**Problem:**
Your response should contain every line from the data below that holds the string "needs".

**Stored data entries:**
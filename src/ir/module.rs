//! IR module & symbol registry (spec component C9). Grounded on `TB_Module`
//! in `tb_internal.h`: thread-sharded pools for globals/externals, a flat
//! function list, atomic per-tag symbol counts, and the four standard
//! sections (`text, data, rdata, tls`).
//!
//! `tb_internal.h` links symbols of a tag together with a raw
//! compare-and-swap loop over `first_symbol_of_tag[tag]`, each symbol
//! carrying its own `next` pointer. This crate has no use for raw pointers
//! anywhere else (arena handles replace them throughout, see `handle.rs`),
//! so the chain is represented here as a mutex-guarded append-only `Vec`
//! per tag instead of a hand-rolled intrusive list: the externally visible
//! contract is identical (append-only, "snapshot-consistent only after all
//! writers have quiesced", §4.7) without introducing `unsafe`.

use std::sync::atomic::{AtomicUsize, Ordering};
use std::sync::Mutex;

use crate::ir::symbol::{
  ExternalH, ExternalRecord, FunctionH, FunctionRecord, GlobalH, GlobalRecord, InitObject,
  Linkage, SymbolId, SymbolTag, SYMBOL_TAG_COUNT,
};
use crate::types::TypeH;
use crate::types::ast::StmtH;

/// Which of the four standard sections a global or the code stream belongs
/// to, mirroring `TB_ModuleSectionKind`.
#[derive(Clone, Copy, PartialEq, Eq, Debug)]
pub enum SectionKind {
  Text,
  Data,
  Rdata,
  Tls,
}

/// One of the module's four standard sections. Layout/export bookkeeping
/// (`raw_data_pos`, relocation counts, ...) is codegen/linker territory and
/// out of scope here; this crate only needs the section identity that a
/// `Global`'s storage class maps onto.
#[derive(Clone, Debug)]
pub struct Section {
  pub kind: SectionKind,
  pub name: &'static str,
}

struct Sections {
  text: Section,
  data: Section,
  rdata: Section,
  tls: Section,
}

impl Sections {
  fn new() -> Self {
    Self {
      text: Section { kind: SectionKind::Text, name: ".text" },
      data: Section { kind: SectionKind::Data, name: ".data" },
      rdata: Section { kind: SectionKind::Rdata, name: ".rdata" },
      tls: Section { kind: SectionKind::Tls, name: ".tls" },
    }
  }
}

/// The IR module: the shared destination every top-level declaration lowers
/// into (spec.md §3/§4.7). Registration is safe to call from multiple
/// worker threads concurrently, one per translation unit (§5); ordering
/// between translation units is explicitly unspecified.
pub struct Module {
  workers: usize,
  functions: Mutex<Vec<FunctionRecord>>,
  globals: Vec<Mutex<Vec<GlobalRecord>>>,
  externals: Vec<Mutex<Vec<ExternalRecord>>>,
  symbol_count: [AtomicUsize; SYMBOL_TAG_COUNT],
  first_symbol_of_tag: [Mutex<Vec<SymbolId>>; SYMBOL_TAG_COUNT],
  sections: Sections,
}

impl Module {
  /// A fresh, empty module sized for `workers` concurrent translation-unit
  /// workers (spec.md §5: "the driver schedules one worker per translation
  /// unit").
  ///
  /// # Panics
  /// Panics if `workers` is zero; a module with no worker shards can never
  /// register a global or an external.
  #[must_use]
  pub fn new(workers: usize) -> Self {
    assert!(workers > 0, "a module needs at least one worker shard");
    Self {
      workers,
      functions: Mutex::new(Vec::new()),
      globals: (0..workers).map(|_| Mutex::new(Vec::new())).collect(),
      externals: (0..workers).map(|_| Mutex::new(Vec::new())).collect(),
      symbol_count: std::array::from_fn(|_| AtomicUsize::new(0)),
      first_symbol_of_tag: std::array::from_fn(|_| Mutex::new(Vec::new())),
      sections: Sections::new(),
    }
  }

  #[must_use] pub fn workers(&self) -> usize { self.workers }

  /// Current count of registered symbols of one tag (`symbol_count[tag]`).
  #[must_use] pub fn symbol_count(&self, tag: SymbolTag) -> usize {
    self.symbol_count[tag.index()].load(Ordering::Relaxed)
  }

  fn record(&self, id: SymbolId) {
    self.symbol_count[id.tag().index()].fetch_add(1, Ordering::Relaxed);
    self.first_symbol_of_tag[id.tag().index()].lock().expect("module lock poisoned").push(id);
  }

  /// Register a `Function` symbol (C7: "Register the `Function` in the IR
  /// module"). Allocation is a plain append since functions are not
  /// thread-sharded (unlike globals/externals, `tb_internal.h`'s
  /// `TB_Module` has no per-thread `Pool(TB_Function)`).
  pub fn register_function(&self, name: String, linkage: Linkage, proto: TypeH, body: StmtH) -> FunctionH {
    let mut functions = self.functions.lock().expect("module lock poisoned");
    let handle = FunctionH::from_usize(functions.len());
    functions.push(FunctionRecord { name, linkage, proto, body });
    drop(functions);
    self.record(SymbolId::Function(handle));
    handle
  }

  /// Register a `Global` symbol from worker `worker`'s pool (C7: "Create a
  /// `Global` with chosen linkage").
  ///
  /// # Panics
  /// Panics if `worker` is out of range for this module's worker count.
  pub fn register_global(&self, worker: usize, name: String, linkage: Linkage, ty: TypeH, size: u64, align: u64, objects: Vec<InitObject>) -> GlobalH {
    let mut pool = self.globals[worker].lock().expect("module lock poisoned");
    let slot = u32::try_from(pool.len()).expect("global pool overflow");
    pool.push(GlobalRecord { name, linkage, ty, size, align, objects });
    drop(pool);
    let handle = GlobalH { worker: u32::try_from(worker).expect("worker index overflow"), slot };
    self.record(SymbolId::Global(handle));
    handle
  }

  /// Register an `External` symbol from worker `worker`'s pool (C7: "register
  /// an `External`").
  ///
  /// # Panics
  /// Panics if `worker` is out of range for this module's worker count.
  pub fn register_external(&self, worker: usize, name: String, linkage: Linkage, ty: TypeH) -> ExternalH {
    let mut pool = self.externals[worker].lock().expect("module lock poisoned");
    let slot = u32::try_from(pool.len()).expect("external pool overflow");
    pool.push(ExternalRecord { name, linkage, ty });
    drop(pool);
    let handle = ExternalH { worker: u32::try_from(worker).expect("worker index overflow"), slot };
    self.record(SymbolId::External(handle));
    handle
  }

  /// Look up a registered function by handle.
  pub fn with_function<R>(&self, h: FunctionH, f: impl FnOnce(&FunctionRecord) -> R) -> R {
    f(&self.functions.lock().expect("module lock poisoned")[h.into_usize()])
  }

  /// Look up a registered global by handle.
  pub fn with_global<R>(&self, h: GlobalH, f: impl FnOnce(&GlobalRecord) -> R) -> R {
    f(&self.globals[h.worker as usize].lock().expect("module lock poisoned")[h.slot as usize])
  }

  /// Look up a registered external by handle.
  pub fn with_external<R>(&self, h: ExternalH, f: impl FnOnce(&ExternalRecord) -> R) -> R {
    f(&self.externals[h.worker as usize].lock().expect("module lock poisoned")[h.slot as usize])
  }

  /// Snapshot the `TB_FOR_FUNCTIONS` traversal order. Valid once all
  /// registering workers have quiesced (§4.7); concurrent iteration with
  /// active writers is unspecified, matching the original's contract.
  #[must_use] pub fn function_ids(&self) -> Vec<FunctionH> {
    self.first_symbol_of_tag[SymbolTag::Function.index()]
      .lock()
      .expect("module lock poisoned")
      .iter()
      .map(|id| match id { SymbolId::Function(h) => *h, _ => unreachable!("tag-indexed list holds only its own tag") })
      .collect()
  }

  /// Snapshot the `TB_FOR_GLOBALS` traversal order.
  #[must_use] pub fn global_ids(&self) -> Vec<GlobalH> {
    self.first_symbol_of_tag[SymbolTag::Global.index()]
      .lock()
      .expect("module lock poisoned")
      .iter()
      .map(|id| match id { SymbolId::Global(h) => *h, _ => unreachable!("tag-indexed list holds only its own tag") })
      .collect()
  }

  /// Snapshot the `TB_FOR_EXTERNALS` traversal order.
  #[must_use] pub fn external_ids(&self) -> Vec<ExternalH> {
    self.first_symbol_of_tag[SymbolTag::External.index()]
      .lock()
      .expect("module lock poisoned")
      .iter()
      .map(|id| match id { SymbolId::External(h) => *h, _ => unreachable!("tag-indexed list holds only its own tag") })
      .collect()
  }

  #[must_use] pub fn text_section(&self) -> &Section { &self.sections.text }
  #[must_use] pub fn data_section(&self) -> &Section { &self.sections.data }
  #[must_use] pub fn rdata_section(&self) -> &Section { &self.sections.rdata }
  #[must_use] pub fn tls_section(&self) -> &Section { &self.sections.tls }
}

#[cfg(test)]
mod tests {
  use super::*;
  use crate::diag::SourceLoc;
  use crate::types::TypeStore;

  fn dummy_proto(ts: &mut TypeStore) -> TypeH { ts.int(false) }

  #[test]
  fn registering_a_function_assigns_public_linkage_and_counts_it() {
    let mut ts = TypeStore::new();
    let mut ast = crate::types::ast::AstStore::new();
    let module = Module::new(2);
    let proto = dummy_proto(&mut ts);
    let body = ast.push_stmt(crate::types::ast::StmtKind::Break, SourceLoc(0));
    let h = module.register_function("main".to_string(), Linkage::Public, proto, body);
    assert_eq!(module.symbol_count(SymbolTag::Function), 1);
    module.with_function(h, |f| assert_eq!(f.name, "main"));
    assert_eq!(module.function_ids(), vec![h]);
  }

  #[test]
  fn globals_are_sharded_by_worker() {
    let mut ts = TypeStore::new();
    let module = Module::new(2);
    let ty = dummy_proto(&mut ts);
    let a = module.register_global(0, "a".to_string(), Linkage::Private, ty, 4, 4, vec![]);
    let b = module.register_global(1, "b".to_string(), Linkage::Public, ty, 4, 4, vec![]);
    assert_eq!(a.worker, 0);
    assert_eq!(b.worker, 1);
    assert_eq!(module.symbol_count(SymbolTag::Global), 2);
    let ids = module.global_ids();
    assert!(ids.contains(&a) && ids.contains(&b));
  }

  #[test]
  #[should_panic(expected = "at least one worker shard")]
  fn zero_workers_panics() {
    Module::new(0);
  }

  #[test]
  fn n_concurrent_workers_registering_m_globals_each_produce_exactly_n_times_m_entries() {
    use std::sync::Arc;
    use std::thread;

    const WORKERS: usize = 4;
    const PER_WORKER: usize = 50;

    let mut ts = TypeStore::new();
    let proto = dummy_proto(&mut ts);
    let module = Arc::new(Module::new(WORKERS));

    let handles: Vec<_> = (0..WORKERS)
      .map(|w| {
        let module = Arc::clone(&module);
        thread::spawn(move || {
          for i in 0..PER_WORKER {
            module.register_global(w, format!("g{w}_{i}"), Linkage::Private, proto, 4, 4, vec![]);
          }
        })
      })
      .collect();
    for h in handles { h.join().expect("worker thread panicked"); }

    assert_eq!(module.symbol_count(SymbolTag::Global), WORKERS * PER_WORKER);
    assert_eq!(module.global_ids().len(), WORKERS * PER_WORKER);
  }
}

**Response below:**
/// out of scope here; this crate only needs the section identity that a
    assert!(workers > 0, "a module needs at least one worker shard");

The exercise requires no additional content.